# Lousy NE Wind



## bigfost (Oct 11, 2004)

I was really hoping the conditions would be favorable for a surf trip this Friday or Saturday, but the present forecast is for NE winds all week and weekend, with velocities in the teens this weekend.

Where I fish at McFaddin, and along most of Bolivar Peninsula, a NE wind blows straight down the length of the beach. As we all know, a sideways wind is the toughest to fish in.

I'll be out of town for the holiday, so if I don't get to go this week, it'll be another two weeks at the earliest. Grrrrr!


----------



## jagarcia10 (Mar 10, 2011)

I'll try to make up for your loss next week. :biggrin:


----------



## caddis (Jan 22, 2012)

We're down to SPI for the holiday, hopefully we'll get some decent days. Leave Sunday come back Friday (day after TG).


----------



## histprof (Oct 30, 2011)

The forecast makes this weekend's run to Padre look to be more about my buddy's windsurfing than my fishing. We'll see how it shakes out. I may have to hit the Packery channel and jetties if the wind blows out the beach. I can also put some effort into limiting the amount of beer left in the fridge when he gets off the sail-board...

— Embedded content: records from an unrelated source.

#![cfg(test)]
//! Helpers to set up the domains a propagator is tested against. The [`TestStore`] creates
//! variables and runs a single constraint to its own fixpoint.
use std::ops::Deref;
use std::ops::DerefMut;

use super::variables::AffineView;
use super::variables::DomainId;
use super::variables::IntervalVar;
use super::variables::Literal;
use super::Domain;
use super::VariableStore;
use crate::basic_types::PropagationStatusCP;
use crate::model::Constraint;
use crate::model::ConstraintRecord;

/// A container for variables, which can be used to test propagators.
#[derive(Debug, Default)]
pub(crate) struct TestStore {
    store: VariableStore,
}

impl TestStore {
    pub(crate) fn new_variable(&mut self, lower_bound: i64, upper_bound: i64) -> DomainId {
        self.store.new_variable(Domain::new(lower_bound, upper_bound))
    }

    pub(crate) fn new_literal(&mut self) -> Literal {
        Literal::new(self.new_variable(0, 1))
    }

    /// An interval of constant `size` whose start lies in `[start_lower, start_upper]`; the end is
    /// a separate variable with the matching range.
    pub(crate) fn new_interval(
        &mut self,
        start_lower: i64,
        start_upper: i64,
        size: i64,
        presence: Option<Literal>,
    ) -> IntervalVar {
        let start = self.new_variable(start_lower, start_upper);
        let end = self.new_variable(start_lower + size, start_upper + size);

        IntervalVar {
            start: start.into(),
            size: AffineView::constant(size),
            end: end.into(),
            presence,
        }
    }

    /// Runs the constraint until it no longer narrows any domain.
    pub(crate) fn propagate(&mut self, constraint: Constraint) -> PropagationStatusCP {
        ConstraintRecord::new(constraint)
            .propagate(&mut self.store)
            .map(|_| ())
    }
}

impl Deref for TestStore {
    type Target = VariableStore;

    fn deref(&self) -> &Self::Target {
        &self.store
    }
}

impl DerefMut for TestStore {
    fn deref_mut(&mut self) -> &mut Self::Target {
        &mut self.store
    }
}
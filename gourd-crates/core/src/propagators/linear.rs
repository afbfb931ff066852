use crate::basic_types::Inconsistency;
use crate::basic_types::OrOverflow;
use crate::basic_types::PropagationStatusCP;
use crate::engine::variables::DomainId;
use crate::engine::Domain;
use crate::engine::VariableStore;
use crate::math::clamp_to_i64;
use crate::math::NumExt;

/// The constraint `Σ coefficient_i * x_i ∈ rhs`.
///
/// Propagation is bound consistent: every variable is narrowed to the range implied by the bounds
/// of the others. Once a single variable is left unfixed, its domain is filtered against the holes
/// of `rhs` as well, which makes e.g. `x - y ∈ {..-1, 1..}` a disequality.
///
/// The sums are computed with checked 64-bit arithmetic; an overflow is reported as
/// [`Inconsistency::Overflow`] rather than wrapping. A constraint whose coefficients could not be
/// merged without overflowing is marked as such and never propagates.
#[derive(Clone, Debug, PartialEq, Eq)]
pub struct LinearConstraint {
    terms: Box<[(i64, DomainId)]>,
    rhs: Domain,
    overflowed: bool,
}

/// The range of the left-hand side given the current bounds.
#[derive(Clone, Copy, Debug)]
struct Activity {
    min: i64,
    max: i64,
    num_unfixed: usize,
}

impl LinearConstraint {
    /// Terms with a zero coefficient are dropped and repeated variables are merged.
    pub fn new(terms: impl IntoIterator<Item = (i64, DomainId)>, rhs: Domain) -> Self {
        let mut overflowed = false;
        let mut merged: Vec<(i64, DomainId)> = Vec::new();
        for (coefficient, variable) in terms {
            match merged.iter_mut().find(|(_, other)| *other == variable) {
                Some(term) => match term.0.checked_add(coefficient) {
                    Some(sum) => term.0 = sum,
                    None => overflowed = true,
                },
                None => merged.push((coefficient, variable)),
            }
        }
        merged.retain(|&(coefficient, _)| coefficient != 0);

        LinearConstraint {
            terms: merged.into(),
            rhs,
            overflowed,
        }
    }

    /// Marks the constraint as built from an expression whose arithmetic overflowed.
    pub(crate) fn mark_overflowed(mut self) -> Self {
        self.overflowed = true;
        self
    }

    /// Whether the terms of the constraint do not represent the expression it was built from,
    /// because a coefficient left the `i64` range.
    pub fn has_overflowed(&self) -> bool {
        self.overflowed
    }

    pub fn terms(&self) -> &[(i64, DomainId)] {
        &self.terms
    }

    pub fn rhs(&self) -> &Domain {
        &self.rhs
    }

    pub(crate) fn variables(&self) -> impl Iterator<Item = DomainId> + '_ {
        self.terms.iter().map(|&(_, variable)| variable)
    }

    fn term_bounds(coefficient: i64, variable: DomainId, store: &VariableStore) -> Option<(i64, i64)> {
        let first = coefficient.checked_mul(store.lower_bound(variable))?;
        let second = coefficient.checked_mul(store.upper_bound(variable))?;
        Some((first.min(second), first.max(second)))
    }

    fn activity(&self, store: &VariableStore) -> Result<Activity, Inconsistency> {
        if self.overflowed {
            return Err(Inconsistency::Overflow);
        }

        let mut activity = Activity {
            min: 0,
            max: 0,
            num_unfixed: 0,
        };

        for &(coefficient, variable) in self.terms.iter() {
            let (min, max) = Self::term_bounds(coefficient, variable, store).or_overflow()?;
            activity.min = activity.min.checked_add(min).or_overflow()?;
            activity.max = activity.max.checked_add(max).or_overflow()?;
            if !store.is_fixed(variable) {
                activity.num_unfixed += 1;
            }
        }

        Ok(activity)
    }

    pub(crate) fn propagate(&self, store: &mut VariableStore) -> PropagationStatusCP {
        let activity = self.activity(store)?;

        if activity.min > self.rhs.max() || activity.max < self.rhs.min() {
            return Err(Inconsistency::Conflict);
        }

        match activity.num_unfixed {
            0 if self.rhs.contains(activity.min) => return Ok(()),
            0 => return Err(Inconsistency::Conflict),
            1 => return self.filter_last_variable(store, activity),
            _ => {}
        }

        for &(coefficient, variable) in self.terms.iter() {
            let (term_min, term_max) =
                Self::term_bounds(coefficient, variable, store).or_overflow()?;

            // The bounds of the remaining terms, widened to i128 so that unbounded right-hand
            // sides cannot overflow here.
            let others_min = i128::from(activity.min) - i128::from(term_min);
            let others_max = i128::from(activity.max) - i128::from(term_max);
            let lower = i128::from(self.rhs.min()) - others_max;
            let upper = i128::from(self.rhs.max()) - others_min;

            let coefficient = i128::from(coefficient);
            let (lower_bound, upper_bound) = if coefficient > 0 {
                (
                    <i128 as NumExt>::div_ceil(lower, coefficient),
                    <i128 as NumExt>::div_floor(upper, coefficient),
                )
            } else {
                (
                    <i128 as NumExt>::div_ceil(upper, coefficient),
                    <i128 as NumExt>::div_floor(lower, coefficient),
                )
            };

            let _ = store.intersect_bounds(
                variable,
                clamp_to_i64(lower_bound),
                clamp_to_i64(upper_bound),
            )?;
        }

        Ok(())
    }

    /// With all but one variable fixed, the last variable must take a value in
    /// `(rhs - fixed) / coefficient`.
    fn filter_last_variable(&self, store: &mut VariableStore, activity: Activity) -> PropagationStatusCP {
        let Some(&(coefficient, variable)) = self
            .terms
            .iter()
            .find(|&&(_, variable)| !store.is_fixed(variable))
        else {
            return Ok(());
        };

        let (term_min, _) = Self::term_bounds(coefficient, variable, store).or_overflow()?;
        let fixed_sum = activity.min.checked_sub(term_min).or_overflow()?;
        let allowed = self
            .rhs
            .intersect(&Domain::new(activity.min, activity.max))
            .shift(fixed_sum.checked_neg().or_overflow()?)
            .or_overflow()?
            .scaled_preimage(coefficient);

        let _ = store.intersect_domain(variable, &allowed)?;
        Ok(())
    }

    /// Whether the constraint is violated for every completion of the current domains, judged
    /// by bounds alone.
    pub(crate) fn detect_inconsistency(&self, store: &VariableStore) -> bool {
        match self.activity(store) {
            Ok(activity) => {
                activity.min > self.rhs.max()
                    || activity.max < self.rhs.min()
                    || (activity.num_unfixed == 0 && !self.rhs.contains(activity.min))
            }
            Err(_) => false,
        }
    }

    pub(crate) fn is_satisfied(&self, value: &dyn Fn(DomainId) -> i64) -> bool {
        if self.overflowed {
            return false;
        }

        let sum = self
            .terms
            .iter()
            .map(|&(coefficient, variable)| i128::from(coefficient) * i128::from(value(variable)))
            .sum::<i128>();

        i64::try_from(sum).is_ok_and(|sum| self.rhs.contains(sum))
    }
}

I'm in town for the TG holiday so if the wind will lay down in the Fri-Sat-Sun stretch, I will definitely wet a line.


----------



## bigfost (Oct 11, 2004)

WHAT said:


> I'll try to make up for your loss next week. :biggrin:


You have my best wishes. I hope you knock 'em dead. 

In fact, I hope a bunch of you get out there and take up my slack. :walkingsm
If that nasty NE wind will just shift a bit more to the north, I'll be trying to sneak in a trip this week.


----------



## surfguy (May 17, 2011)

bigfost said:


> You have my best wishes. I hope you knock 'em dead.
> 
> In fact, I hope a bunch of you get out there and take up my slack. :walkingsm
> If that nasty NE wind will just shift a bit more to the north, I'll be trying to sneak in a trip this week.


Bigfost, you could always go further south 
PINS still looks pretty good, so I'm 75/25 going this weekend as of today.


----------



## bigfost (Oct 11, 2004)

surfguy said:


> Bigfost, you could always go further south
> PINS still looks pretty good, so I'm 75/25 going this weekend as of today.


I've got this funny rule. As long as I live within an hour's drive of 50 miles of perfectly good fishing beach I'm not going to drive anywhere else, unless I'm on vacation.


----------



## jagarcia10 (Mar 10, 2011)

I'm aiming for sometime early next week. Hopefully things will settle down for a decent trip to PINS.


----------



## shadslinger (Aug 21, 2005)

Go get em Bigfost, I will be up here looking for crappie to bite now that's it's gotten a little colder. The only big fish caught there is if you accidentally hook a big cat fish eating crappie!


----------



## SurfRunner (May 22, 2004)

histprof said:


> The forecast makes this weekend's run to Padre look to be more about my buddy's windsurfing than my fishing. We'll see how it shakes out. I may have to hit the Packery channel and jetties if the wind blows out the beach. I can also put some effort into limiting the amount of beer left in the fridge when he gets off the sail-board...
> 
> I'm in town for the TG holiday so if the wind will lay down in the Fri-Sat-Sun stretch, I will definitely wet a line.


I wouldn't rule PINS out. Fish on PINS tend to tolerate high wind a lot better than on the upper coast.


----------



## bigfost (Oct 11, 2004)

SurfRunner said:


> I wouldn't rule PINS out. Fish on PINS tend to tolerate high wind a lot better than on the upper coast.


The upper coast fish don't give up, it's us fair weather fishermen who give up on the fish. :fish:

Of course, when we catch 20 bull reds a day, we can afford to miss a day or two here and there. :spineyes:


----------



## Rawpower (Jul 4, 2011)

histprof said:


> The forecast makes this weekend's run to Padre look to be more about my buddy's windsurfing than my fishing. We'll see how it shakes out. I may have to hit the Packery channel and jetties if the wind blows out the beach. I can also put some effort into limiting the amount of beer left in the fridge when he gets off the sail-board...
> 
> I'm in town for the TG holiday so if the wind will lay down in the Fri-Sat-Sun stretch, I will definitely wet a line.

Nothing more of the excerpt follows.